A lilac or purple variety of quartz, which is one of the most widely found minerals in the earth’s crust. Created by iron impurities in crystalline quartz, Amethyst is very closely related to citrine and can at times be found in the same crystal. Revered by ancient Greeks as a talisman.

Symbolism: Amethyst was thought to inspire courage and contemplation.


Best known for its sky-blue color, Aquamarine was in fact named for its sea-green hue. A variation of the mineral beryl, Aquamarine can appear blue when viewed from one angle and colorless from another.


Symbolism: It was once believed to keep sailors safe and guard against storms at sea.



A member of the quartz family, Citrine is closest to Amethyst in composition. Its golden color is created by iron impurities in clear crystalline quartz. The ancients considered citrine to be a gift from the sun.


Symbolism: Citrine was considered a symbol of warmth and affection.



Fine quality emeralds are among the world’s most enchanting gems. Because of the extremely unique conditions under which an emerald grows, even top-quality emeralds will likely have some inclusion.

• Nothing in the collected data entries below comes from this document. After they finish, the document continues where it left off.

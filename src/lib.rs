//! # Utreexo
//! [Utreexo](https://eprint.iacr.org/2019/611.pdf) is a dynamic accumulator that represents the
//! set of unspent transaction outputs of a UTXO-based ledger as a forest of perfect binary Merkle
//! trees. The committed state is just the ordered list of tree roots, so a node holding only the
//! roots can validate block-sized batches of spends against a short proof, instead of storing the
//! whole UTXO set.
//!
//! This crate implements the batch-proof subsystem: the positional arithmetic over the forest,
//! the batch proof wire format, batch proof verification, partial proof tree reconstruction, and
//! the ingestion of verified proofs into a sparse in-memory accumulator (a pollard). A full
//! in-RAM forest is included for the proving side. See the documentation of each module for
//! details and examples.
pub mod accumulator;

Symbolism: The Incas and Aztecs worshipped emerald as a holy stone and the Maharajas of India believed the gem brought luck and restored health.

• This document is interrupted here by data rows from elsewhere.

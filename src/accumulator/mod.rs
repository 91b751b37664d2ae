//! This module is the core of the library. It contains the data structures that make up the
//! accumulator, and the algorithms that produce, verify and consume batched membership proofs.
//!
//! The prover side lives in [mem_forest::MemForest], a full forest that can prove arbitrary
//! subsets of its leaves. The verifier side needs only the roots and the leaf count, see
//! [proof::BatchProof::verify]. A middle ground is the [pollard::Pollard], which keeps the roots
//! plus whichever branches it has learned from proofs, and can feed cached hashes back into
//! verification.
pub mod mem_forest;
pub mod node_hash;
pub mod pollard;
pub mod proof;
pub(super) mod util;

Its name is derived from the Latin word for pomegranate, though with colors ranging from greens and oranges to reds, pinks and purples, it is far more diverse than just the well known red.

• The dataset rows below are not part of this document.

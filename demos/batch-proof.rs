//! An end-to-end walk through the batch proof flow: a bridge node with a full forest
//! proves a block's worth of spends, the proof crosses the wire as bytes, and a compact
//! state node holding only the roots verifies it and hydrates its pollard with just
//! enough nodes to perform the deletions.

use bitcoin_hashes::sha256;
use bitcoin_hashes::Hash;
use bitcoin_hashes::HashEngine;
use utreexo::accumulator::mem_forest::MemForest;
use utreexo::accumulator::node_hash::NodeHash;
use utreexo::accumulator::pollard::Pollard;
use utreexo::accumulator::proof::BatchProof;

fn leaf_hash(value: u8) -> NodeHash {
    let mut engine = sha256::Hash::engine();
    engine.input(&[value]);
    sha256::Hash::from_engine(engine).into()
}

fn main() {
    // The bridge node accumulates the whole UTXO set.
    let utxos: Vec<NodeHash> = (0..21).map(leaf_hash).collect();
    let mut forest = MemForest::new();
    forest.add(&utxos);

    // A block spends a few of those outputs; the bridge node proves them all at once.
    let spent = [utxos[3], utxos[9], utxos[10], utxos[20]];
    let mut proof = forest.prove_batch(&spent).expect("leaves are in the forest");
    proof.sort_targets();

    // The proof ships as bytes.
    let wire = proof.to_bytes();
    println!("proof for {} spends: {} bytes", spent.len(), wire.len());

    // A compact state node holds only the roots and the leaf count.
    let received = BatchProof::from_bytes(&wire).expect("wire bytes are well formed");
    let roots = forest.root_hashes_reverse();
    let (trees, recomputed) = received
        .verify(&roots, forest.leaves())
        .expect("the block's proof is valid");
    println!(
        "verified: {} recomputed subtrees, {} roots touched",
        trees.len(),
        recomputed.len()
    );

    // A pollard holder splices the proven branches in, after which every node needed to
    // delete the spent outputs is cached locally.
    let mut pollard = Pollard::from_roots(&forest.roots(), forest.leaves());
    pollard
        .ingest_batch_proof(&received)
        .expect("the proof just verified");

    for target in received.targets.iter() {
        let cached = pollard.read_pos(*target).expect("target is cached");
        println!("position {target}: {cached}");
    }
}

Symbolism: It was once believed to have healing properties, particularly with regard to blood diseases.



50,000 years ago, a meteorite crashed into the Arizona desert. Enveloped in the meteorite fragments was a mineral discovered in the 19th century by H. Moissan and called it Moissanite. It is a nearly clear, very pale yellow-greenish gem. In 1998, Charles & Colvard created it in a laboratory in sizes that allow it to be used in jewelry. (Naturally occurring moissanite crystals are too tiny)


The gem-quality form of the mineral Olivine, Peridot has an olive green color. Originally called topaz by the Greeks and Romans, Peridot has been mined for over 3,500 years and was first discovered off the coast of Egypt in the Red Sea.

Symbolism: The Egyptians believed that the gem sweetened dreams and revealed insights.


Famed for its blood red color, Ruby is the only color Sapphire with a unique name. Like Sapphire, Ruby is the second hardest gem behind diamond. Its color is caused by the presence of chromium and iron. The color can vary from pinkish to purplish to brownish red. Most gems available on the market have been artificially enhanced to be deep red, a color extremely rare in nature.



Boasting a uniquely sensual appeal, Tanzanite is a pale bluish-purple gem that was unknown until 1967. It was then discovered by Massai herdsmen. To date, the only source of Tanzanite remains the hills of northern Tanzania near Mount Kilimanjaro.



The name Topaz comes from the Sanskrit word “tapas,” meaning “fire.” Topaz is found in a variety of colors including white, yellow, orange and brown. Blue Topaz is not naturally occurring, but rather the result of irradiating Topaz.

Symbolism: The gem was once thought to fuel matters of the heart and to sharpen the wit of the wearer.


This fabulous stone shows the greatest range of color of any gemstone. Some crystals even occur with multiple colors, such as “watermelon Tourmaline,” which is found with a mix of pink and green.

Symbolism: Legend tells of Tourmaline’s power to attract friends and lovers, while protecting the wearer against bad decisions and danger.



A rare, ethically sourced gem, Zultanite is mined exclusively in Turkey and distributed by a single supplier. In various lighting, his unique color-changing gem turns from sage green to champagne to pale raspberry. The color is consistent throughout its rough, so any Zultanite piece, old or new, can always be matched with another Zultanite gem.


Colorless Zircon is well known for its brilliance and flashes of multicolored light, called fire. Similar to Diamond, the two gems account for centuries of confusion. Zircon occurs in an array of colors. Its wide and varied palette of yellow, green, red, reddish brown, and blue hues makes it a favorite among collectors, as well as informed consumers.